> [ASSIGNMENT]
In how many lines of the records does "Unable" appear? Answer with one number.

Stored data:
------

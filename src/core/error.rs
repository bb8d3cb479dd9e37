use thiserror::Error;

/// Errors produced while parsing cards out of strings.
#[derive(Error, Debug, PartialEq, Eq, Clone, Copy, Hash)]
pub enum CardParseError {
    #[error("Unable to parse value from char {0}")]
    UnexpectedValueChar(char),
    #[error("Unable to parse suit from char {0}")]
    UnexpectedSuitChar(char),
    #[error("Unexpected trailing char {0}")]
    UnexpectedChar(char),
    #[error("Card string ended before a full card was read")]
    UnexpectedEnd,
    #[error("Expected exactly two cards, found {0}")]
    WrongCardCount(usize),
    #[error("Card {0} appears more than once")]
    DuplicateCard(super::Card),
}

------

> [TASK SOLUTION]
2